> _TASK INSTRUCTIONS_: Show every line of the material that follows in which the word "Responder" occurs.

> _DATA FOR THIS TASK_:
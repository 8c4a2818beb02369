/*!
附件接口：申请上传、确认上传与获取访问url
*/

use actix_web::{get, post, web, HttpRequest, HttpResponse, Responder};
use serde::{Deserialize, Serialize};

use crate::{
    config::{
        datatype::{UploadId, UserId},
        Config,
    },
    database,
    oss::{self, ObjectUploadRequest},
};

use super::auth::{authenticate, unauthorized};

/** `UploadFileRequestData` 申请上传附件时所用的数据类型
*/
#[derive(Clone, Serialize, Deserialize, Debug)]
#[serde(rename_all = "camelCase")]
pub struct UploadFileRequestData {
    pub suffix: String,
    pub user_hash: String,
    pub file_name: String,
    pub file_mime: String,
    pub size: u64,
}

#[derive(Clone, Serialize, Deserialize, Debug, PartialEq)]
pub enum UploadFileRequestResponseState {
    Approve,
    Existed,
    FileTooLarge,
    OssDisabled,
    OSSError,
    DatabaseError,
}

/** `UploadFileRequestResponse` 申请上传附件的应答
*/
#[derive(Clone, Serialize, Deserialize, Debug)]
#[serde(rename_all = "camelCase")]
pub struct UploadFileRequestResponse {
    pub user_hash: String,
    pub state: UploadFileRequestResponseState,
    pub url: Option<String>,
    pub upload_id: Option<UploadId>,
}

impl UploadFileRequestResponse {
    fn err(user_hash: String, state: UploadFileRequestResponseState) -> Self {
        return UploadFileRequestResponse {
            user_hash,
            state,
            url: None,
            upload_id: None,
        };
    }
}

#[derive(Clone, Serialize, Deserialize, Debug, PartialEq)]
pub enum FileUploadedState {
    Success,
    FileHashError,
    FileSizeError,
    NotUploader,
    RequestNotFound,
    ObjectNotFound,
    OssDisabled,
    OSSError,
    DatabaseError,
}

/** `FileUploadedResponse` 确认上传完成的应答
*/
#[derive(Clone, Serialize, Deserialize, Debug)]
#[serde(rename_all = "camelCase")]
pub struct FileUploadedResponse {
    pub upload_id: UploadId,
    pub state: FileUploadedState,
    pub url: Option<String>,
}

#[derive(Clone, Serialize, Deserialize, Debug, PartialEq)]
pub enum GetFileUrlState {
    Success,
    FileNotExisted,
    OssDisabled,
    OSSError,
}

/** `GetFileUrlResponse` 获取附件url的应答
*/
#[derive(Clone, Serialize, Deserialize, Debug)]
#[serde(rename_all = "camelCase")]
pub struct GetFileUrlResponse {
    pub hash: String,
    pub state: GetFileUrlState,
    pub url: Option<String>,
}

async fn upload_file_req(user_id: UserId, req: UploadFileRequestData) -> UploadFileRequestResponse {
    if req.size > Config::get().safety.max_file_size {
        return UploadFileRequestResponse::err(
            req.user_hash,
            UploadFileRequestResponseState::FileTooLarge,
        );
    }

    // 同一份文件已经上传过时直接复用已有url
    if let Ok(url_opt) = oss::get_public_url_and_auto_renew(&req.user_hash).await {
        if let Some(url) = url_opt {
            return UploadFileRequestResponse {
                user_hash: req.user_hash,
                state: UploadFileRequestResponseState::Existed,
                url: Some(url),
                upload_id: None,
            };
        }
    } else {
        return UploadFileRequestResponse::err(
            req.user_hash,
            UploadFileRequestResponseState::OSSError,
        );
    }

    let presign = match oss::get_presign_put_file_url(req.suffix) {
        Ok(presign) => presign,
        Err(_) => {
            return UploadFileRequestResponse::err(
                req.user_hash,
                UploadFileRequestResponseState::OSSError,
            )
        }
    };

    let upload_req = ObjectUploadRequest {
        user_id,
        user_hash: req.user_hash.clone(),
        file_name: req.file_name,
        file_mime: req.file_mime,
        file_size: req.size,
        path: presign.path.clone(),
    };

    let upload_id = match database::write_upload_request(upload_req).await {
        Ok(id) => id,
        Err(_) => {
            return UploadFileRequestResponse::err(
                req.user_hash,
                UploadFileRequestResponseState::DatabaseError,
            )
        }
    };

    return UploadFileRequestResponse {
        user_hash: req.user_hash,
        state: UploadFileRequestResponseState::Approve,
        url: Some(presign.url),
        upload_id: Some(upload_id),
    };
}

async fn file_uploaded(user_id: UserId, upload_id: UploadId) -> FileUploadedResponse {
    let req = match database::get_upload_request(upload_id).await {
        Ok(Some(req)) => req,
        Ok(None) => {
            return FileUploadedResponse {
                upload_id,
                state: FileUploadedState::RequestNotFound,
                url: None,
            }
        }
        Err(_) => {
            return FileUploadedResponse {
                upload_id,
                state: FileUploadedState::DatabaseError,
                url: None,
            }
        }
    };

    if req.user_id != user_id {
        return FileUploadedResponse {
            upload_id,
            state: FileUploadedState::NotUploader,
            url: None,
        };
    }

    let object_stat = match oss::get_object_stat(&req.path).await {
        Ok(stat) => stat,
        Err(_) => {
            return FileUploadedResponse {
                upload_id,
                state: FileUploadedState::ObjectNotFound,
                url: None,
            }
        }
    };

    let hash = object_stat.e_tag.unwrap();
    if &hash[1..hash.len() - 1] != &req.user_hash {
        return FileUploadedResponse {
            upload_id,
            state: FileUploadedState::FileHashError,
            url: None,
        };
    }

    if object_stat.content_length.unwrap() != req.file_size as i64 {
        return FileUploadedResponse {
            upload_id,
            state: FileUploadedState::FileSizeError,
            url: None,
        };
    }

    let url = match oss::create_pub_url(
        &req.user_hash,
        req.path,
        Config::get().s3_oss.presign_get_expire,
    )
    .await
    {
        Ok(presign_url) => presign_url.url,
        Err(_) => {
            return FileUploadedResponse {
                upload_id,
                state: FileUploadedState::OSSError,
                url: None,
            }
        }
    };

    return FileUploadedResponse {
        upload_id,
        state: FileUploadedState::Success,
        url: Some(url),
    };
}

/** `upload_file_request` 申请附件上传位时调用的函数
*/
#[post("/file/upload")]
pub async fn upload_file_request(
    json: web::Json<UploadFileRequestData>,
    request: HttpRequest,
) -> impl Responder {
    let caller = match authenticate(&request).await {
        Ok(caller) => caller,
        Err(state) => return unauthorized(state),
    };

    let req = json.into_inner();
    if !Config::get().s3_oss.enable {
        return HttpResponse::Ok().json(UploadFileRequestResponse::err(
            req.user_hash,
            UploadFileRequestResponseState::OssDisabled,
        ));
    }

    return HttpResponse::Ok().json(upload_file_req(caller.user_id, req).await);
}

/** `file_uploaded_confirm` 客户端确认上传完成时调用的函数
*/
#[post("/file/uploaded/{upload_id}")]
pub async fn file_uploaded_confirm(
    path: web::Path<UploadId>,
    request: HttpRequest,
) -> impl Responder {
    let caller = match authenticate(&request).await {
        Ok(caller) => caller,
        Err(state) => return unauthorized(state),
    };

    let upload_id = path.into_inner();
    if !Config::get().s3_oss.enable {
        return HttpResponse::Ok().json(FileUploadedResponse {
            upload_id,
            state: FileUploadedState::OssDisabled,
            url: None,
        });
    }

    return HttpResponse::Ok().json(file_uploaded(caller.user_id, upload_id).await);
}

/** `get_file_url` 获取附件公共url时调用的函数
*/
#[get("/file/url/{hash}")]
pub async fn get_file_url(path: web::Path<String>, request: HttpRequest) -> impl Responder {
    if let Err(state) = authenticate(&request).await {
        return unauthorized(state);
    }

    let hash = path.into_inner();
    if !Config::get().s3_oss.enable {
        return HttpResponse::Ok().json(GetFileUrlResponse {
            hash,
            state: GetFileUrlState::OssDisabled,
            url: None,
        });
    }

    match oss::get_public_url_and_auto_renew(&hash).await {
        Ok(url_opt) => HttpResponse::Ok().json(GetFileUrlResponse {
            state: if url_opt.is_some() {
                GetFileUrlState::Success
            } else {
                GetFileUrlState::FileNotExisted
            },
            hash,
            url: url_opt,
        }),
        Err(_) => HttpResponse::Ok().json(GetFileUrlResponse {
            hash,
            state: GetFileUrlState::OSSError,
            url: None,
        }),
    }
}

> _TASK OUTPUT_:
use actix_web::{get, post, web, HttpRequest, HttpResponse, Responder};
) -> impl Responder {
) -> impl Responder {
pub async fn get_file_url(path: web::Path<String>, request: HttpRequest) -> impl Responder {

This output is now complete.